• [Dataset entries]:
- - - - -

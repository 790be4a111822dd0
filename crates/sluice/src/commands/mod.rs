//! CLI command handlers.

pub mod config;
pub mod generate;
pub mod resolve;

use std::path::PathBuf;
use std::sync::Arc;

use sluice_config::{LoadedConfig, Variables};

/// Shared context for all commands.
#[derive(Debug)]
pub struct Context {
    /// Output as JSON for scripting.
    pub json_output: bool,
    /// Verbose output enabled.
    pub verbose: bool,
    /// `--config-dir` override, if given.
    pub config_dir: Option<PathBuf>,
    /// Effective configuration and the layers it came from.
    pub loaded: LoadedConfig,
}

impl Context {
    /// Environment, then `[variables]` from config, then `--var` overrides
    /// in a child scope.
    pub fn variables(&self, overrides: &[(String, String)]) -> Variables {
        let mut root = Variables::from_env();
        root.inject_variables(self.loaded.config.variables.clone());
        let mut scope = Variables::with_parent(Arc::new(root));
        scope.inject_variables(overrides.iter().cloned());
        scope
    }
}

/// Parse a `NAME=VALUE` argument.
pub fn parse_var(s: &str) -> Result<(String, String), String> {
    match s.split_once('=') {
        Some((name, value)) if !name.is_empty() => Ok((name.to_string(), value.to_string())),
        _ => Err(format!("expected NAME=VALUE, got '{}'", s)),
    }
}

#[cfg(test)]
mod tests {
    use super::*;

    #[test]
    fn test_parse_var() {
        assert_eq!(
            parse_var("ROW_LIMIT=1440").unwrap(),
            ("ROW_LIMIT".to_string(), "1440".to_string())
        );
        assert_eq!(parse_var("EMPTY=").unwrap().1, "");
        assert_eq!(parse_var("A=b=c").unwrap().1, "b=c");
        assert!(parse_var("=x").is_err());
        assert!(parse_var("novalue").is_err());
    }
}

- - - - -

All lines from the one that holds "pub struct Context" to the end of the entries above must be transcribed exactly, both ends included, and no others.

pub struct Context {
    /// Output as JSON for scripting.
    pub json_output: bool,
    /// Verbose output enabled.
    pub verbose: bool,
    /// `--config-dir` override, if given.
    pub config_dir: Option<PathBuf>,
    /// Effective configuration and the layers it came from.
    pub loaded: LoadedConfig,
}

impl Context {
    /// Environment, then `[variables]` from config, then `--var` overrides
    /// in a child scope.
    pub fn variables(&self, overrides: &[(String, String)]) -> Variables {
        let mut root = Variables::from_env();
        root.inject_variables(self.loaded.config.variables.clone());
        let mut scope = Variables::with_parent(Arc::new(root));
        scope.inject_variables(overrides.iter().cloned());
        scope
    }
}

/// Parse a `NAME=VALUE` argument.
pub fn parse_var(s: &str) -> Result<(String, String), String> {
    match s.split_once('=') {
        Some((name, value)) if !name.is_empty() => Ok((name.to_string(), value.to_string())),
        _ => Err(format!("expected NAME=VALUE, got '{}'", s)),
    }
}

#[cfg(test)]
mod tests {
    use super::*;

    #[test]
    fn test_parse_var() {
        assert_eq!(
            parse_var("ROW_LIMIT=1440").unwrap(),
            ("ROW_LIMIT".to_string(), "1440".to_string())
        );
        assert_eq!(parse_var("EMPTY=").unwrap().1, "");
        assert_eq!(parse_var("A=b=c").unwrap().1, "b=c");
        assert!(parse_var("=x").is_err());
        assert!(parse_var("novalue").is_err());
    }
}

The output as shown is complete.